Жунид снова посмотрел на часы. Было половина девятого.
— Еще сегодня. Сейчас едем с тобой на Псыжскую, 5.
— Куда?
— На улицу Псыжскую, 5. К Самуилу Исааковичу Чернобыльскому, бывшему золотых дел мастеру, ныне пенсионеру,— гася в переполненной пепельнице папиросу, сказал Жунид.— Поехали. Я хочу сам видеть и слышать этого старика. А потом мы с тобой перекусим и ляжем спать.
На пороге их встретил Гоголев.
— Ну, как? Поработали?
— Спасибо, Виктор Иванович,— за обоих ответил Жунид.— Помозговали. Завтра, если можно, мы попросим у вас машину.
— К которому часу?
— К семи, если можно. Прямо — к гостинице.

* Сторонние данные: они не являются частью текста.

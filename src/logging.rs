//! Structured logging setup using `tracing-subscriber` and `tracing-appender`.
//!
//! Two modes:
//! - **Console** ([`init_cli`]): stderr only, for hook invocations
//! - **File** ([`init_with_file`]): JSON file layer (daily rotation) + stderr
//!
//! Both honour `RUST_LOG`, falling back to the configured level.

use std::path::Path;

use tracing_appender::non_blocking::WorkerGuard;
use tracing_subscriber::layer::SubscriberExt;
use tracing_subscriber::util::SubscriberInitExt;
use tracing_subscriber::EnvFilter;

/// Holds the non-blocking writer guard for file logging.
///
/// The [`WorkerGuard`] must be kept alive for the duration of the process.
/// Dropping it flushes pending log entries and closes the file.
pub struct LoggingGuard {
    _guard: WorkerGuard,
}

fn env_filter(default_level: &str) -> EnvFilter {
    EnvFilter::try_from_default_env().unwrap_or_else(|_| EnvFilter::new(default_level))
}

/// Initialise JSON file logging plus stderr output.
///
/// Writes to `{logs_dir}/reelkeeper.log.YYYY-MM-DD`. Several hook processes
/// of one test session may share the directory.
///
/// # Errors
///
/// Returns an error if the logs directory cannot be created or a global
/// subscriber is already installed.
pub fn init_with_file(logs_dir: &Path, default_level: &str) -> anyhow::Result<LoggingGuard> {
    std::fs::create_dir_all(logs_dir).map_err(|e| {
        anyhow::anyhow!(
            "failed to create logs directory {}: {e}",
            logs_dir.display()
        )
    })?;

    let file_appender = tracing_appender::rolling::daily(logs_dir, "reelkeeper.log");
    let (non_blocking, guard) = tracing_appender::non_blocking(file_appender);

    let json_layer = tracing_subscriber::fmt::layer()
        .json()
        .with_writer(non_blocking);

    let console_layer = tracing_subscriber::fmt::layer().with_writer(std::io::stderr);

    tracing_subscriber::registry()
        .with(env_filter(default_level))
        .with(json_layer)
        .with(console_layer)
        .try_init()
        .map_err(|e| anyhow::anyhow!("failed to install log subscriber: {e}"))?;

    Ok(LoggingGuard { _guard: guard })
}

/// Initialise console-only logging on stderr.
///
/// Stdout stays reserved for command output consumed by the test framework.
pub fn init_cli(default_level: &str) {
    let _ = tracing_subscriber::fmt()
        .with_env_filter(env_filter(default_level))
        .with_writer(std::io::stderr)
        .try_init();
}
//! reelkeeper — video retention for browser-grid test runs.
//!
//! Each test appends a keep/delete decision for its video to a shared
//! manifest. After the run, the coordinating process waits until every
//! browser container has been destroyed by the grid, then attaches kept videos
//! to their Allure results and deletes the rest.

#![forbid(unsafe_code)]
#![warn(missing_docs)]

pub mod config;
pub mod logging;

pub mod manifest;
pub mod policy;
pub mod record;

pub mod resolver;
pub mod runtime;
pub mod waiter;

pub mod processor;
pub mod report;
pub mod session;
//! Per-test execution records and the video disposition they carry.

use std::fmt;

use serde::{Deserialize, Serialize};
use uuid::Uuid;

/// Unique per-test token used as the browser container's label value.
///
/// Generated fresh for every test invocation and never reused.
#[derive(Debug, Clone, PartialEq, Eq, Hash)]
pub struct ExecutionId(String);

impl ExecutionId {
    /// Generate a new random execution id.
    pub fn generate() -> Self {
        Self(Uuid::new_v4().to_string())
    }

    /// Wrap an id supplied by the caller (e.g. the test framework).
    pub fn from_raw(raw: impl Into<String>) -> Self {
        Self(raw.into())
    }

    /// Borrow the id as a string slice.
    pub fn as_str(&self) -> &str {
        &self.0
    }
}

impl fmt::Display for ExecutionId {
    fn fmt(&self, f: &mut fmt::Formatter<'_>) -> fmt::Result {
        f.write_str(&self.0)
    }
}

/// What happens to a test's video once its container is gone.
#[derive(Debug, Clone, Copy, PartialEq, Eq, Serialize, Deserialize)]
#[serde(rename_all = "snake_case")]
pub enum VideoAction {
    /// Attach the video to the test's report artifact.
    Keep,
    /// Remove the video file from disk.
    Delete,
}

impl fmt::Display for VideoAction {
    fn fmt(&self, f: &mut fmt::Formatter<'_>) -> fmt::Result {
        match self {
            Self::Keep => f.write_str("keep"),
            Self::Delete => f.write_str("delete"),
        }
    }
}

/// One manifest line: the disposition decided for a single test's video.
///
/// The field set is the manifest's wire format, one JSON object per line.
#[derive(Debug, Clone, PartialEq, Eq, Serialize, Deserialize)]
pub struct ExecutionRecord {
    /// Test framework node id (e.g. `tests/test_login.py::test_locked_user`).
    pub node_id: String,
    /// Short test name.
    pub test_name: String,
    /// Grid session id; informational only.
    #[serde(default)]
    pub session_id: Option<String>,
    /// Container resolved by label lookup, when resolution succeeded.
    #[serde(default)]
    pub container_id: Option<String>,
    /// Video artifact file name produced by the grid.
    #[serde(default)]
    pub video: Option<String>,
    /// Keep or delete, decided once at teardown.
    pub action: VideoAction,
}

impl ExecutionRecord {
    /// Container id, treating an empty string the same as absent.
    pub fn container(&self) -> Option<&str> {
        self.container_id.as_deref().filter(|id| !id.is_empty())
    }

    /// Video file name, treating an empty string the same as absent.
    pub fn video_file(&self) -> Option<&str> {
        self.video.as_deref().filter(|name| !name.is_empty())
    }
}

/// Shorten a container id for log output the way `docker ps` does.
pub fn short_id(id: &str) -> &str {
    id.get(..12).unwrap_or(id)
}
//! Docker-backed container runtime using the bollard API.

use std::collections::HashMap;

use bollard::container::{InspectContainerOptions, ListContainersOptions, WaitContainerOptions};
use bollard::errors::Error as BollardError;
use bollard::models::EventMessage;
use bollard::system::EventsOptions;
use bollard::Docker;
use tokio_stream::StreamExt;

use super::{
    ContainerRuntime, ContainerState, EventFilter, EventKind, EventStream, LabelFilter,
    LifecycleEvent, RuntimeError,
};

/// Docker daemon connection used for read-only container observation.
#[derive(Debug, Clone)]
pub struct DockerRuntime {
    docker: Docker,
}

impl DockerRuntime {
    /// Connect using local defaults (`DOCKER_HOST` or the local socket).
    ///
    /// The connection is lazy; an unreachable daemon surfaces on first request.
    ///
    /// # Errors
    ///
    /// Returns an error when the client cannot be configured.
    pub fn connect() -> Result<Self, RuntimeError> {
        let docker = Docker::connect_with_local_defaults()
            .map_err(|e| RuntimeError::Connection(e.to_string()))?;
        Ok(Self { docker })
    }

    /// Wrap an existing bollard client.
    pub fn from_client(docker: Docker) -> Self {
        Self { docker }
    }
}

#[async_trait::async_trait]
impl ContainerRuntime for DockerRuntime {
    async fn ping(&self) -> Result<(), RuntimeError> {
        self.docker.ping().await.map_err(map_error)?;
        Ok(())
    }

    async fn list_by_label(&self, filter: &LabelFilter) -> Result<Vec<String>, RuntimeError> {
        let options = Some(ListContainersOptions {
            all: true,
            filters: HashMap::from([("label".to_owned(), vec![filter.to_string()])]),
            ..Default::default()
        });

        let containers = self
            .docker
            .list_containers(options)
            .await
            .map_err(map_error)?;

        Ok(containers.into_iter().filter_map(|c| c.id).collect())
    }

    async fn inspect(&self, container_id: &str) -> Result<ContainerState, RuntimeError> {
        let inspect = self
            .docker
            .inspect_container(container_id, None::<InspectContainerOptions>)
            .await
            .map_err(|e| match map_error(e) {
                RuntimeError::NotFound(_) => RuntimeError::NotFound(container_id.to_owned()),
                other => other,
            })?;

        let state = inspect.state;
        let running = state
            .as_ref()
            .and_then(|value| value.running)
            .unwrap_or(false);
        let status = state
            .and_then(|value| value.status)
            .map(|status| status.to_string());

        Ok(ContainerState {
            id: inspect.id.unwrap_or_else(|| container_id.to_owned()),
            running,
            status,
        })
    }

    async fn wait_exit(&self, container_id: &str) -> Result<(), RuntimeError> {
        let options = Some(WaitContainerOptions {
            condition: "not-running",
        });
        let mut stream = Box::pin(self.docker.wait_container(container_id, options));

        while let Some(item) = stream.next().await {
            match item {
                Ok(_) => return Ok(()),
                // A non-zero exit code still means the process has stopped.
                Err(BollardError::DockerContainerWaitError { .. }) => return Ok(()),
                Err(e) => {
                    return Err(match map_error(e) {
                        RuntimeError::NotFound(_) => {
                            RuntimeError::NotFound(container_id.to_owned())
                        }
                        other => other,
                    })
                }
            }
        }
        Ok(())
    }

    fn events(&self, filter: &EventFilter) -> EventStream {
        let options = EventsOptions::<String> {
            since: filter.since.map(|at| at.timestamp().to_string()),
            filters: HashMap::from([
                ("type".to_owned(), vec!["container".to_owned()]),
                ("container".to_owned(), vec![filter.container_id.clone()]),
                ("event".to_owned(), vec![filter.kind.as_str().to_owned()]),
            ]),
            ..Default::default()
        };

        let requested = filter.clone();
        let stream = self
            .docker
            .events(Some(options))
            .filter_map(move |item| match item {
                Ok(message) => decode_event(message, &requested).map(Ok),
                Err(e) => Some(Err(map_error(e))),
            });
        Box::pin(stream)
    }
}

/// Keep only events of the requested kind; the daemon filter is advisory.
fn decode_event(message: EventMessage, filter: &EventFilter) -> Option<LifecycleEvent> {
    let kind = message.action.as_deref().and_then(EventKind::from_action)?;
    if kind != filter.kind {
        return None;
    }
    let container_id = message
        .actor
        .and_then(|actor| actor.id)
        .unwrap_or_else(|| filter.container_id.clone());
    Some(LifecycleEvent { container_id, kind })
}

fn map_error(err: BollardError) -> RuntimeError {
    match err {
        BollardError::DockerResponseServerError {
            status_code: 404,
            message,
        } => RuntimeError::NotFound(message),
        BollardError::DockerResponseServerError {
            status_code,
            message,
        } => RuntimeError::Api(format!("{status_code}: {message}")),
        other => RuntimeError::Connection(other.to_string()),
    }
}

— Будет вас ждать у подъезда в 7.00.
— Спасибо.
* * *
Псыжская улица оказалась довольно далеко от управления, на самой окраине, где почти не было крупных зданий — одни старенькие одноэтажные дома так называемого частного сектора. Фонари горели редко, через один, через два, на домиках тоже не было лампочек, и Жунид с Вадимом минут десять катались по темной улице взад-вперед, перебудили всех дворовых псов, пока отыскали, наконец, пятый номер. Из неосвещенного двора, обнесенного глухим деревянным забором, поверх которого торчали макушки раскидистых кустов цветущей сирени, никто на стук не выходил, только заливались разноголосым лаем соседские собаки справа и слева. Потом сбоку скрипнула калитка, и мужской голос с акцентом спросил:
— Кто нада? — сам говорящий предпочел оставаться за полуоткрытой калиткой, не выходя на улицу.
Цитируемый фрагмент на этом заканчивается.